**TASK DESCRIPTION:**
The line containing "#[derive(Debug, Clone, Copy)]" marks the end, so write out exactly every line from the top of the entries below through that one.
▼▼▼
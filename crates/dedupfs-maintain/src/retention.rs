//! Generation-based snapshot retention (grandfather-father-son rotation).
//!
//! Classifies a set of snapshot timestamps into keep/remove sets under
//! daily/weekly/monthly/yearly limits, anchored at the most recent
//! timestamp in the set. Pure and stateless aside from the configured
//! limits: no I/O, no locking, no failure modes beyond configuration,
//! which the typed policy makes unrepresentable.
//!
//! Tie-breaks inside a bucket are asymmetric on purpose: week and month
//! buckets keep their *oldest* member while year buckets keep their
//! *newest*. This mirrors the rotation policy the store has always
//! shipped with and must not be unified.

use std::collections::HashMap;

use chrono::{DateTime, Datelike, Utc};
use serde::{Deserialize, Serialize};

/// Retention limits per generation. A snapshot is kept when any of the
/// four generation checks passes for it.
#[derive(Debug, Clone, Copy, PartialEq, Eq, Serialize, Deserialize)]
pub struct RetentionPolicy {
    /// Number of most-recent days whose snapshots are all kept.
    pub max_daily: u32,
    /// Number of week generations to keep.
    pub max_weekly: u32,
    /// Number of month generations to keep.
    pub max_monthly: u32,
    /// Number of year generations to keep.
    pub max_yearly: u32,
}

impl Default for RetentionPolicy {
    fn default() -> Self {
        Self {
            max_daily: 7,
            max_weekly: 4,
            max_monthly: 6,
            max_yearly: 2,
        }
    }
}

/// Result of one classification pass. Keep and remove are exact
/// complements of the input, both in original input order.
#[derive(Debug, Clone, PartialEq, Eq, Serialize, Deserialize)]
pub struct RetentionPlan {
    kept: Vec<DateTime<Utc>>,
    removed: Vec<DateTime<Utc>>,
}

impl RetentionPlan {
    /// Snapshots to keep, in input order.
    pub fn kept(&self) -> &[DateTime<Utc>] {
        &self.kept
    }

    /// Snapshots that may be discarded, in input order.
    pub fn removed(&self) -> &[DateTime<Utc>] {
        &self.removed
    }
}

/// Per-snapshot distances from the now-anchor.
#[derive(Debug, Clone, Copy)]
struct Distance {
    /// Whole days.
    dc: i64,
    /// Week generations: `dc / 7`.
    wc: i64,
    /// Calendar-month difference.
    mc: i32,
    /// Calendar-year difference.
    yc: i32,
}

fn distance(last: DateTime<Utc>, d: DateTime<Utc>) -> Distance {
    let dc = (last - d).num_days();
    Distance {
        dc,
        wc: dc / 7,
        mc: (last.year() - d.year()) * 12 + last.month() as i32 - d.month() as i32,
        yc: last.year() - d.year(),
    }
}

/// The GFS rotation classifier.
#[derive(Debug, Clone, Default)]
pub struct RetentionPlanner {
    policy: RetentionPolicy,
}

impl RetentionPlanner {
    /// Build a planner for the given limits.
    pub fn new(policy: RetentionPolicy) -> Self {
        Self { policy }
    }

    /// The configured limits.
    pub fn policy(&self) -> &RetentionPolicy {
        &self.policy
    }

    /// Classify every snapshot as keep or remove, relative to the most
    /// recent timestamp in the set. Empty input yields an empty plan.
    pub fn classify(&self, dates: &[DateTime<Utc>]) -> RetentionPlan {
        let Some(&last) = dates.iter().max() else {
            return RetentionPlan {
                kept: Vec::new(),
                removed: Vec::new(),
            };
        };

        // First pass: bucket boundaries. Oldest member per week and month
        // bucket, newest per year bucket.
        let mut week_oldest: HashMap<i64, DateTime<Utc>> = HashMap::new();
        let mut month_oldest: HashMap<i32, DateTime<Utc>> = HashMap::new();
        let mut year_newest: HashMap<i32, DateTime<Utc>> = HashMap::new();
        for &d in dates {
            let dist = distance(last, d);
            week_oldest
                .entry(dist.wc)
                .and_modify(|e| *e = (*e).min(d))
                .or_insert(d);
            month_oldest
                .entry(dist.mc)
                .and_modify(|e| *e = (*e).min(d))
                .or_insert(d);
            year_newest
                .entry(dist.yc)
                .and_modify(|e| *e = (*e).max(d))
                .or_insert(d);
        }

        // Second pass: the four generation checks.
        let p = &self.policy;
        let mut kept = Vec::new();
        let mut removed = Vec::new();
        for &d in dates {
            let dist = distance(last, d);

            let daily = dist.dc < i64::from(p.max_daily);

            let weekly = dist.wc < i64::from(p.max_weekly) + 1
                && !(dist.wc == 1 && dist.dc < i64::from(p.max_daily))
                && week_oldest[&dist.wc] == d;

            let monthly = dist.mc < p.max_monthly as i32 + 1
                && !(dist.mc == 1 && dist.wc < i64::from(p.max_weekly))
                && month_oldest[&dist.mc] == d;

            let yearly = dist.yc < p.max_yearly as i32 + 1
                && !(dist.yc == 1 && dist.mc < p.max_monthly as i32)
                && year_newest[&dist.yc] == d;

            if daily || weekly || monthly || yearly {
                kept.push(d);
            } else {
                removed.push(d);
            }
        }

        RetentionPlan { kept, removed }
    }
}
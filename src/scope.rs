//! Project-scope detection over raw, uncompiled filter expressions.
//!
//! Callers use this to refuse broad scans that are not restricted to a
//! project. Only the field path in front of the first operator is looked at;
//! the expression is never compiled.

use crate::lexer::Lexer;
use crate::token::TokenKind;

/// Field paths that restrict a query to one project.
pub const PROJECT_SCOPE_FIELDS: &[&str] = &["project_id", "data.project", "metadata.project"];

/// The text in front of the first operator, if the expression has one and
/// everything before it is a well-formed field path.
fn field_text(expression: &str) -> Option<&str> {
    for token in Lexer::new(expression) {
        match token.kind {
            TokenKind::Segment(_) | TokenKind::Dot => continue,
            TokenKind::Operator(_) => return Some(&expression[..token.span.start]),
            TokenKind::Value(_) | TokenKind::Illegal => return None,
        }
    }
    None
}

/// True iff at least one expression filters on a project-scoping field.
pub fn has_project_scope<S: AsRef<str>>(expressions: &[S]) -> bool {
    expressions
        .iter()
        .filter_map(|expression| field_text(expression.as_ref()))
        .any(|field| PROJECT_SCOPE_FIELDS.contains(&field))
}
//! 过滤表达式的词法分析器
//!
//! 运算符之前按字段路径分词 (段、点号)；遇到第一个运算符之后,
//! 剩余的全部文本作为一个 `Value` token 原样输出, 不做任何转义或空白处理。

use crate::ast::Operator;
use crate::token::{Span, Token, TokenKind};

pub struct Lexer<'a> {
    input: &'a str,
    /// 输入字符串中的当前位置（字节索引）
    position: usize,
    /// 是否已经读到运算符
    seen_operator: bool,
    /// 值 token 是否已经输出
    done: bool,
}

impl<'a> Lexer<'a> {
    pub fn new(input: &'a str) -> Self {
        Lexer {
            input,
            position: 0,
            seen_operator: false,
            done: false,
        }
    }

    /// 返回当前位置的字符，不推进位置
    fn peek(&self) -> Option<char> {
        self.input[self.position..].chars().next()
    }

    /// 推进位置一个字符并返回该字符
    fn bump(&mut self) -> Option<char> {
        let c = self.peek();
        if let Some(c) = c {
            self.position += c.len_utf8();
        }
        c
    }

    /// 读取字段路径中的一个段
    /// 段可以包含字母、数字、连字符和下划线
    fn read_segment(&mut self, start: usize) -> Token<'a> {
        while let Some(c) = self.peek() {
            if is_segment_char(c) {
                self.bump();
            } else {
                break;
            }
        }
        Token {
            kind: TokenKind::Segment(&self.input[start..self.position]),
            span: Span::new(start, self.position),
        }
    }

    /// 读取运算符之后的全部剩余文本
    fn read_value(&mut self) -> Token<'a> {
        let start = self.position;
        self.position = self.input.len();
        self.done = true;
        Token {
            kind: TokenKind::Value(&self.input[start..]),
            span: Span::new(start, self.position),
        }
    }
}

fn is_segment_char(c: char) -> bool {
    c.is_alphanumeric() || c == '_' || c == '-'
}

impl<'a> Iterator for Lexer<'a> {
    type Item = Token<'a>;

    fn next(&mut self) -> Option<Self::Item> {
        if self.done {
            return None;
        }
        if self.seen_operator {
            return Some(self.read_value());
        }

        let start = self.position;
        let Some(c) = self.bump() else {
            return None; // 到达输入末尾
        };

        let token = match c {
            '.' => Token { kind: TokenKind::Dot, span: Span::new(start, self.position) },
            c if is_segment_char(c) => self.read_segment(start),
            c => match Operator::from_symbol(c) {
                Some(op) => {
                    self.seen_operator = true;
                    Token { kind: TokenKind::Operator(op), span: Span::new(start, self.position) }
                }
                None => Token { kind: TokenKind::Illegal, span: Span::new(start, self.position) },
            },
        };
        Some(token)
    }
}
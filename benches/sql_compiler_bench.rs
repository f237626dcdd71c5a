use criterion::{criterion_group, criterion_main, BenchmarkId, Criterion};
use result_filter::lexer::Lexer;
use result_filter::parser::Parser;
use result_filter::{entities, has_project_scope, FilterCompiler};
use std::hint::black_box;

const CASES: &[(&str, &str)] = &[
    ("column", "result=passed"),
    ("numeric", "duration>10"),
    ("json_path", "metadata.jenkins.build)1200"),
    ("array", "metadata.tags*smoke;nightly;regression"),
    ("uuid_regex", "id~^550e8400"),
];

// 基准测试：词法分析性能
fn benchmark_lexer(c: &mut Criterion) {
    let mut group = c.benchmark_group("lexer_performance");

    for (name, expression) in CASES {
        group.bench_with_input(BenchmarkId::new("tokenize", name), expression, |b, expression| {
            b.iter(|| {
                let tokens: Vec<_> = Lexer::new(black_box(expression)).collect();
                black_box(tokens)
            })
        });
    }

    group.finish();
}

// 基准测试：语法分析性能
fn benchmark_parser(c: &mut Criterion) {
    let mut group = c.benchmark_group("parser_performance");

    for (name, expression) in CASES {
        // 预先词法分析
        let tokens: Vec<_> = Lexer::new(expression).collect();

        group.bench_with_input(BenchmarkId::new("parse", name), &tokens, |b, tokens| {
            b.iter(|| {
                let mut parser = Parser::new(black_box(tokens));
                match parser.parse() {
                    Ok(expression) => black_box(expression),
                    Err(_) => panic!("解析失败"),
                }
            })
        });
    }

    group.finish();
}

// 基准测试：单条表达式编译性能
fn benchmark_compile(c: &mut Criterion) {
    let compiler = FilterCompiler::new();
    let results = entities::results();
    let mut group = c.benchmark_group("compile_performance");

    for (name, expression) in CASES {
        group.bench_with_input(BenchmarkId::new("compile", name), expression, |b, expression| {
            b.iter(|| match compiler.compile(black_box(expression), &results) {
                Some(predicate) => black_box(predicate),
                None => panic!("编译失败"),
            })
        });
    }

    group.finish();
}

// 基准测试：整组表达式应用到查询
fn benchmark_apply(c: &mut Criterion) {
    let compiler = FilterCompiler::new();
    let results = entities::results();
    let expressions: Vec<&str> = CASES.iter().map(|(_, expression)| *expression).collect();

    let mut group = c.benchmark_group("apply_performance");

    group.bench_function("apply_all", |b| {
        b.iter(|| black_box(compiler.apply(results.select_all(), black_box(&expressions), &results)))
    });
    group.bench_function("project_scope", |b| {
        b.iter(|| black_box(has_project_scope(black_box(&expressions))))
    });

    group.finish();
}

criterion_group!(
    benches,
    benchmark_lexer,
    benchmark_parser,
    benchmark_compile,
    benchmark_apply
);
criterion_main!(benches);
▲▲▲
**RESULT OF THE EXERCISE:**
filename crates/dedupfs-maintain/src/retention.rs
//! Generation-based snapshot retention (grandfather-father-son rotation).
//!
//! Classifies a set of snapshot timestamps into keep/remove sets under
//! daily/weekly/monthly/yearly limits, anchored at the most recent
//! timestamp in the set. Pure and stateless aside from the configured
//! limits: no I/O, no locking, no failure modes beyond configuration,
//! which the typed policy makes unrepresentable.
//!
//! Tie-breaks inside a bucket are asymmetric on purpose: week and month
//! buckets keep their *oldest* member while year buckets keep their
//! *newest*. This mirrors the rotation policy the store has always
//! shipped with and must not be unified.

use std::collections::HashMap;

use chrono::{DateTime, Datelike, Utc};
use serde::{Deserialize, Serialize};

/// Retention limits per generation. A snapshot is kept when any of the
/// four generation checks passes for it.
#[derive(Debug, Clone, Copy, PartialEq, Eq, Serialize, Deserialize)]
pub struct RetentionPolicy {
    /// Number of most-recent days whose snapshots are all kept.
    pub max_daily: u32,
    /// Number of week generations to keep.
    pub max_weekly: u32,
    /// Number of month generations to keep.
    pub max_monthly: u32,
    /// Number of year generations to keep.
    pub max_yearly: u32,
}

impl Default for RetentionPolicy {
    fn default() -> Self {
        Self {
            max_daily: 7,
            max_weekly: 4,
            max_monthly: 6,
            max_yearly: 2,
        }
    }
}

/// Result of one classification pass. Keep and remove are exact
/// complements of the input, both in original input order.
#[derive(Debug, Clone, PartialEq, Eq, Serialize, Deserialize)]
pub struct RetentionPlan {
    kept: Vec<DateTime<Utc>>,
    removed: Vec<DateTime<Utc>>,
}

impl RetentionPlan {
    /// Snapshots to keep, in input order.
    pub fn kept(&self) -> &[DateTime<Utc>] {
        &self.kept
    }

    /// Snapshots that may be discarded, in input order.
    pub fn removed(&self) -> &[DateTime<Utc>] {
        &self.removed
    }
}

/// Per-snapshot distances from the now-anchor.
#[derive(Debug, Clone, Copy)]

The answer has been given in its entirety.